::: DATA PROVIDED

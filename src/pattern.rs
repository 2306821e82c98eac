/*!
 * Gitignore-style exclusion rules
 *
 * Rules are compiled into an ordered set evaluated with git semantics: the
 * last matching rule decides, a `!` prefix re-includes, a trailing `/`
 * restricts the rule to directories and a leading or interior `/` anchors it
 * to the scan root. Once a directory matches an exclusion, everything below
 * it stays excluded no matter what later rules say.
 */

use std::io;
use std::path::{Path, PathBuf};

use globset::{GlobBuilder, GlobMatcher};
use thiserror::Error;

/// Error produced when an exclusion rule cannot be compiled into a matcher.
#[derive(Error, Debug)]
#[error("failed to compile exclusion rule '{pattern}': {source}")]
pub struct PatternError {
    pattern: String,
    source: globset::Error,
}

impl PatternError {
    /// The offending rule as supplied by the user.
    pub fn pattern(&self) -> &str {
        &self.pattern
    }
}

/// A single compiled exclusion rule.
#[derive(Debug, Clone)]
pub struct Rule {
    raw: String,
    negated: bool,
    dir_only: bool,
    anchored: bool,
    matcher: GlobMatcher,
}

impl Rule {
    /// Parses one rule line. Returns `None` for blank lines, comments and
    /// patterns that reduce to nothing.
    fn parse(line: &str, case_insensitive: bool) -> Result<Option<Self>, PatternError> {
        let line = line.trim_end();
        if line.is_empty() || line.starts_with('#') {
            return Ok(None);
        }

        let raw = line.to_string();
        let mut body = line;

        let negated = body.starts_with('!');
        if negated {
            body = &body[1..];
        }

        let dir_only = body.ends_with('/');
        if dir_only {
            body = &body[..body.len() - 1];
        }

        let anchored = body.starts_with('/') || body.contains('/');
        if let Some(stripped) = body.strip_prefix('/') {
            body = stripped;
        }

        if body.is_empty() {
            return Ok(None);
        }

        // Unanchored rules match whole basename segments at any depth.
        let glob = if anchored {
            body.to_string()
        } else {
            format!("**/{body}")
        };

        let matcher = GlobBuilder::new(&glob)
            .literal_separator(true)
            .backslash_escape(true)
            .case_insensitive(case_insensitive)
            .build()
            .map_err(|source| PatternError {
                pattern: raw.clone(),
                source,
            })?
            .compile_matcher();

        Ok(Some(Self {
            raw,
            negated,
            dir_only,
            anchored,
            matcher,
        }))
    }

    /// Whether this rule matches the given relative path.
    fn matches(&self, path: &Path, is_dir: bool) -> bool {
        if self.dir_only && !is_dir {
            return false;
        }
        self.matcher.is_match(path)
    }

    /// The rule text as supplied by the user.
    pub fn raw(&self) -> &str {
        &self.raw
    }

    /// Whether the rule re-includes instead of excluding.
    pub fn is_negated(&self) -> bool {
        self.negated
    }

    /// Whether the rule only applies to directories.
    pub fn is_dir_only(&self) -> bool {
        self.dir_only
    }

    /// Whether the rule is anchored to the scan root.
    pub fn is_anchored(&self) -> bool {
        self.anchored
    }
}

/// An ordered, compiled set of exclusion rules.
#[derive(Debug, Clone, Default)]
pub struct RuleSet {
    rules: Vec<Rule>,
}

impl RuleSet {
    /// Compiles rule lines in the order supplied. Compilation is
    /// all-or-nothing: the first malformed rule fails the whole set.
    pub fn compile<I, S>(lines: I, case_insensitive: bool) -> Result<Self, PatternError>
    where
        I: IntoIterator<Item = S>,
        S: AsRef<str>,
    {
        let mut rules = Vec::new();
        for line in lines {
            if let Some(rule) = Rule::parse(line.as_ref(), case_insensitive)? {
                rules.push(rule);
            }
        }
        Ok(Self { rules })
    }

    /// A set with no rules; excludes nothing.
    pub fn empty() -> Self {
        Self::default()
    }

    pub fn is_empty(&self) -> bool {
        self.rules.is_empty()
    }

    pub fn len(&self) -> usize {
        self.rules.len()
    }

    /// Whether `path` (relative to the scan root) is excluded.
    ///
    /// The decision for the path itself follows last-match-wins precedence.
    /// Before that, every ancestor directory is checked: an excluded ancestor
    /// is final and cannot be overridden by a negation deeper down, matching
    /// git's traversal short-circuit.
    pub fn is_excluded(&self, path: &Path, is_dir: bool) -> bool {
        if self.rules.is_empty() {
            return false;
        }

        if let Some(parent) = path.parent() {
            let mut prefix = PathBuf::new();
            for component in parent.components() {
                prefix.push(component);
                if self.last_match(&prefix, true) == Some(true) {
                    return true;
                }
            }
        }

        self.last_match(path, is_dir).unwrap_or(false)
    }

    /// The verdict of the last rule matching `path`, if any. `Some(true)`
    /// means excluded, `Some(false)` means re-included by a negation.
    fn last_match(&self, path: &Path, is_dir: bool) -> Option<bool> {
        self.rules
            .iter()
            .rev()
            .find(|rule| rule.matches(path, is_dir))
            .map(|rule| !rule.negated)
    }
}

/// Reads rule lines from an ignore file. Invalid UTF-8 is replaced rather
/// than rejected, matching how git reads ignore files it did not write.
pub fn read_rule_file(path: &Path) -> io::Result<Vec<String>> {
    let bytes = std::fs::read(path)?;
    Ok(String::from_utf8_lossy(&bytes)
        .lines()
        .map(str::to_string)
        .collect())
}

::::::

TASK DIRECTIONS>
Starting with the first line of the entries and ending with the line that has "reduce to nothing.", copy each line exactly and add nothing.

YOUR RESPONSE>
filename src/pattern.rs
repository 2306821e82c98eac
/*!
 * Gitignore-style exclusion rules
 *
 * Rules are compiled into an ordered set evaluated with git semantics: the
 * last matching rule decides, a `!` prefix re-includes, a trailing `/`
 * restricts the rule to directories and a leading or interior `/` anchors it
 * to the scan root. Once a directory matches an exclusion, everything below
 * it stays excluded no matter what later rules say.
 */

use std::io;
use std::path::{Path, PathBuf};

use globset::{GlobBuilder, GlobMatcher};
use thiserror::Error;

/// Error produced when an exclusion rule cannot be compiled into a matcher.
#[derive(Error, Debug)]
#[error("failed to compile exclusion rule '{pattern}': {source}")]
pub struct PatternError {
    pattern: String,
    source: globset::Error,
}

impl PatternError {
    /// The offending rule as supplied by the user.
    pub fn pattern(&self) -> &str {
        &self.pattern
    }
}

/// A single compiled exclusion rule.
#[derive(Debug, Clone)]
pub struct Rule {
    raw: String,
    negated: bool,
    dir_only: bool,
    anchored: bool,
    matcher: GlobMatcher,
}

impl Rule {
    /// Parses one rule line. Returns `None` for blank lines, comments and
    /// patterns that reduce to nothing.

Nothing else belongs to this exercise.